The ultimate name story is that of lawyer-turned-reporter Geraldo Rivera. There is this page on snopes.com about the “urban legend” that his real name is “Gerry” but he changed it to “Geraldo” to sound “more Hispanic.” As is its custom, snopes puts in an extraneous detail and classifies the legend as “false” — but when you read the whole page it becomes obvious that it’s actually true. His father’s surname was “Rivera,” but his mother wrote “Gerald Riviera” (note the extra “i”) on his birth certificate. His school yearbooks spelled it both ways. His first name was always Gerald, his friends called him Gerry, and his father’s Puerto Rican relatives called him Geraldo. Then the news director of a TV station tried to hire him as a reporter. Here’s the account from his autobiography, as quotes on snopes:

I had an appointment with Al Primo, news director for WABC-TV, Channel 7, the ABC Television Network’s flagship local station. He was looking for a Puerto Rican to complement his already ethnically diverse on-air team. …

“By the way,” he said, shaking on our new relationship, “what’s Gerry short for?”

“Gerald.”

“Gerald?” he tried. “It’s not very Puerto Rican, is it?”

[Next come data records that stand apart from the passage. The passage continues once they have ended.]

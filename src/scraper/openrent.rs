// src/scraper/openrent.rs
use crate::domain::Source;
use crate::scraper::{Discovered, Fetch, ListingSource, OpenRentPage, RawListing, ScraperError, SearchCriteria};
use scraper::{ElementRef, Html, Selector};
use tracing::info;
use url::Url;

const BASE_URL: &str = "http://www.openrent.co.uk";

/// OpenRent: one search results page per area, one HTML page per listing.
pub struct OpenRent<'a> {
    fetch: &'a dyn Fetch,
    criteria: SearchCriteria,
}

impl<'a> OpenRent<'a> {
    pub fn new(fetch: &'a dyn Fetch, criteria: SearchCriteria) -> Self {
        Self { fetch, criteria }
    }

    pub fn search_url(&self, area: &str) -> Result<String, ScraperError> {
        let url = Url::parse_with_params(
            &format!("{BASE_URL}/properties-to-rent/"),
            &[
                ("term", area.to_string()),
                ("within", self.criteria.radius.to_string()),
                ("prices_min", self.criteria.min_value.to_string()),
                ("prices_max", self.criteria.max_value.to_string()),
                ("bedrooms_min", "0".to_string()),
                ("bedrooms_max", "3".to_string()),
                ("isLive", "true".to_string()),
            ],
        )
        .map_err(|e| ScraperError::Network(format!("bad search url: {e}")))?;

        Ok(url.into())
    }

    /// Downloads and extracts one listing page.
    pub fn fetch_listing(&self, id: &str) -> Result<OpenRentPage, ScraperError> {
        info!("Processing property: {}", id);
        let html = self.fetch.get_text(&format!("{BASE_URL}/{id}"), &[])?;
        extract_page(id, &html)
    }
}

impl ListingSource for OpenRent<'_> {
    fn source(&self) -> Source {
        Source::OpenRent
    }

    fn list_current(&self, area: &str) -> Result<Vec<Discovered>, ScraperError> {
        let html = self.fetch.get_text(&self.search_url(area)?, &[])?;
        let ids = extract_listing_ids(&html)?;
        Ok(ids.into_iter().map(Discovered::id_only).collect())
    }

    fn fetch_raw(&self, found: &Discovered) -> Result<RawListing, ScraperError> {
        self.fetch_listing(&found.id).map(RawListing::OpenRent)
    }
}

fn selector(css: &str) -> Result<Selector, ScraperError> {
    Selector::parse(css).map_err(|e| ScraperError::HtmlParse(format!("{css}: {e}")))
}

fn element_text(el: ElementRef<'_>) -> String {
    el.text().collect::<String>().trim().to_string()
}

/// Listing ids linked from a search results page, in page order, without
/// duplicates.
pub fn extract_listing_ids(html: &str) -> Result<Vec<String>, ScraperError> {
    let document = Html::parse_document(html);
    let links = selector("a.banda.pt")?;

    let mut ids: Vec<String> = Vec::new();
    for href in document.select(&links).filter_map(|a| a.value().attr("href")) {
        let id = href.trim().trim_start_matches('/').to_string();
        if !id.is_empty() && !ids.contains(&id) {
            ids.push(id);
        }
    }
    Ok(ids)
}

/// Pulls the fields we care about out of a listing page. Nothing here is
/// required; the normalizer decides what is fatal.
pub fn extract_page(id: &str, html: &str) -> Result<OpenRentPage, ScraperError> {
    let document = Html::parse_document(html);

    let first_text = |css: &str| -> Result<Option<String>, ScraperError> {
        Ok(document.select(&selector(css)?).next().map(element_text))
    };
    let input_value = |css: &str| -> Result<Option<String>, ScraperError> {
        Ok(document
            .select(&selector(css)?)
            .next()
            .and_then(|el| el.value().attr("value"))
            .map(str::to_string))
    };

    let features = table_rows(&document, "div#Features table tr")?;
    let transport = table_rows(&document, "div#LocalTransport tr")?
        .into_iter()
        .skip(1)
        .collect();

    Ok(OpenRentPage {
        id: id.to_string(),
        title: first_text("h1.propertyTitle")?,
        price_text: first_text("h3.banda.perMonthPrice")?,
        description: first_text("div.well.description.hovertip")?,
        features,
        transport,
        latitude: input_value("input#Latitude")?,
        longitude: input_value("input#Longitude")?,
    })
}

// Rows keep their position (so a header can be skipped) but drop empty cells.
fn table_rows(document: &Html, row_css: &str) -> Result<Vec<Vec<String>>, ScraperError> {
    let rows = selector(row_css)?;
    let cells = selector("td")?;
    let tick = selector("i.icon-ok")?;
    let cross = selector("i.icon-remove")?;

    Ok(document
        .select(&rows)
        .map(|row| {
            row.select(&cells)
                .map(|cell| {
                    let text = element_text(cell);
                    if !text.is_empty() {
                        text
                    } else if cell.select(&tick).next().is_some() {
                        "yes".to_string()
                    } else if cell.select(&cross).next().is_some() {
                        "no".to_string()
                    } else {
                        text
                    }
                })
                .filter(|text| !text.is_empty())
                .collect()
        })
        .collect())
}
mod http;
mod models;
pub mod openrent;
mod scraper_error;
mod spareroom;

pub use http::{Fetch, HttpFetcher, Pacer};
pub use models::{OpenRentPage, RawListing, SearchPage, SpareRoomAdvert};
pub use openrent::OpenRent;
pub use scraper_error::ScraperError;
pub use spareroom::SpareRoom;

use crate::config::Config;
use crate::domain::Source;
use chrono::NaiveDate;

/// A listing id found by a search, plus the raw payload when the search
/// response already carried it.
#[derive(Debug, Clone)]
pub struct Discovered {
    pub id: String,
    pub prefetched: Option<RawListing>,
}

impl Discovered {
    pub fn id_only(id: impl Into<String>) -> Self {
        Self {
            id: id.into(),
            prefetched: None,
        }
    }
}

/// One external listings provider.
pub trait ListingSource {
    fn source(&self) -> Source;

    /// Everything currently listed for `area`. An error means nothing from
    /// this search should be trusted.
    fn list_current(&self, area: &str) -> Result<Vec<Discovered>, ScraperError>;

    /// Full raw payload for one discovered listing.
    fn fetch_raw(&self, found: &Discovered) -> Result<RawListing, ScraperError>;
}

/// Search parameters shared by both providers.
#[derive(Debug, Clone)]
pub struct SearchCriteria {
    pub radius: u32,
    pub min_value: f64,
    pub max_value: f64,
    pub avail_from: NaiveDate,
}

impl SearchCriteria {
    pub fn from_config(config: &Config, today: NaiveDate) -> Self {
        Self {
            radius: config.radius,
            min_value: config.min_value,
            max_value: config.max_value,
            avail_from: config.avail_from_or(today),
        }
    }
}
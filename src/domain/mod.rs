pub mod dates;
pub mod filter;
pub mod listing;
pub mod normalize;

pub use filter::FilterPolicy;
pub use listing::{Listing, Source};
pub use normalize::normalize;
use serde::{Deserialize, Deserializer};
use serde_json::Value;

/// A listing as it came off the wire, tagged by where it came from.
/// Each variant has its own normalizer in `domain::normalize`.
#[derive(Debug, Clone)]
pub enum RawListing {
    OpenRent(OpenRentPage),
    SpareRoom(SpareRoomAdvert),
}

// OpenRent detail page, flattened out of the HTML
//  ├── h1.propertyTitle            -> title
//  ├── h3.banda.perMonthPrice      -> price_text
//  ├── div.description             -> description
//  ├── div#Features table rows     -> features
//  ├── div#LocalTransport rows     -> transport
//  └── input#Latitude / #Longitude -> latitude / longitude

#[derive(Debug, Clone, Default, PartialEq)]
pub struct OpenRentPage {
    pub id: String,
    pub title: Option<String>,
    pub price_text: Option<String>,
    pub description: Option<String>,
    /// Non-empty cell texts of each feature table row, e.g. `["EPC Rating", "C"]`.
    pub features: Vec<Vec<String>>,
    pub transport: Vec<Vec<String>>,
    pub latitude: Option<String>,
    pub longitude: Option<String>,
}

impl OpenRentPage {
    /// Value cell of the first feature row labelled `label`.
    pub fn feature(&self, label: &str) -> Option<&str> {
        self.features
            .iter()
            .find(|row| row.first().map(String::as_str) == Some(label))
            .and_then(|row| row.get(1))
            .map(String::as_str)
    }
}

/// One advert summary from the SpareRoom search API. The API is loose about
/// types (ids and rents show up as both strings and numbers), so the
/// scalar fields are read as text.
#[derive(Debug, Clone, Default, PartialEq, Deserialize)]
pub struct SpareRoomAdvert {
    #[serde(deserialize_with = "de_text")]
    pub advert_id: String,
    #[serde(default, deserialize_with = "de_opt_text")]
    pub min_rent: Option<String>,
    #[serde(default)]
    pub per: Option<String>,
    #[serde(default)]
    pub ad_title: Option<String>,
    #[serde(default)]
    pub ad_text_255: Option<String>,
    #[serde(default)]
    pub available_from: Option<String>,
    #[serde(default, deserialize_with = "de_opt_text")]
    pub latitude: Option<String>,
    #[serde(default, deserialize_with = "de_opt_text")]
    pub longitude: Option<String>,
}

/// One page of SpareRoom search results.
#[derive(Debug, Clone, Deserialize)]
pub struct SearchPage {
    #[serde(deserialize_with = "de_count")]
    pub page: u32,
    #[serde(deserialize_with = "de_count")]
    pub pages: u32,
    #[serde(default)]
    pub results: Vec<SpareRoomAdvert>,
}

impl SearchPage {
    pub fn pages_left(&self) -> u32 {
        self.pages.saturating_sub(self.page)
    }
}

fn value_to_text(value: Value) -> Option<String> {
    match value {
        Value::Null => None,
        Value::String(s) => Some(s),
        other => Some(other.to_string()),
    }
}

fn de_text<'de, D>(deserializer: D) -> Result<String, D::Error>
where
    D: Deserializer<'de>,
{
    let value = Value::deserialize(deserializer)?;
    value_to_text(value).ok_or_else(|| serde::de::Error::custom("expected a string or number"))
}

fn de_opt_text<'de, D>(deserializer: D) -> Result<Option<String>, D::Error>
where
    D: Deserializer<'de>,
{
    let value = Option::<Value>::deserialize(deserializer)?;
    Ok(value.and_then(value_to_text))
}

fn de_count<'de, D>(deserializer: D) -> Result<u32, D::Error>
where
    D: Deserializer<'de>,
{
    let text = de_text(deserializer)?;
    text.trim()
        .parse::<u32>()
        .map_err(|e| serde::de::Error::custom(format!("bad page count {text:?}: {e}")))
}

“No,” I said. “I guess not, but it’s better than Sidney.”

“Sidney?”

“That’s what my Jewish mother wanted to call me.”

He laughed politely at the exchange, but his smile seemed forced. I sensed he was disappointed. After all, he was going to some trouble to hire a Puerto Rican reporter; surely, he wanted to at least get his money’s worth.

“If you want something more Latin,” I suggested, “my father and his side of the family call me Geraldo.”

“Geraldo?” he said, and this time his smile was genuine. “Geraldo Rivera.” He tested the sound, rolling the Rs and learning what millions were about to, that the G in Spanish is pronounced H. “That’s better,” he said finally. “Let’s go with Geraldo.”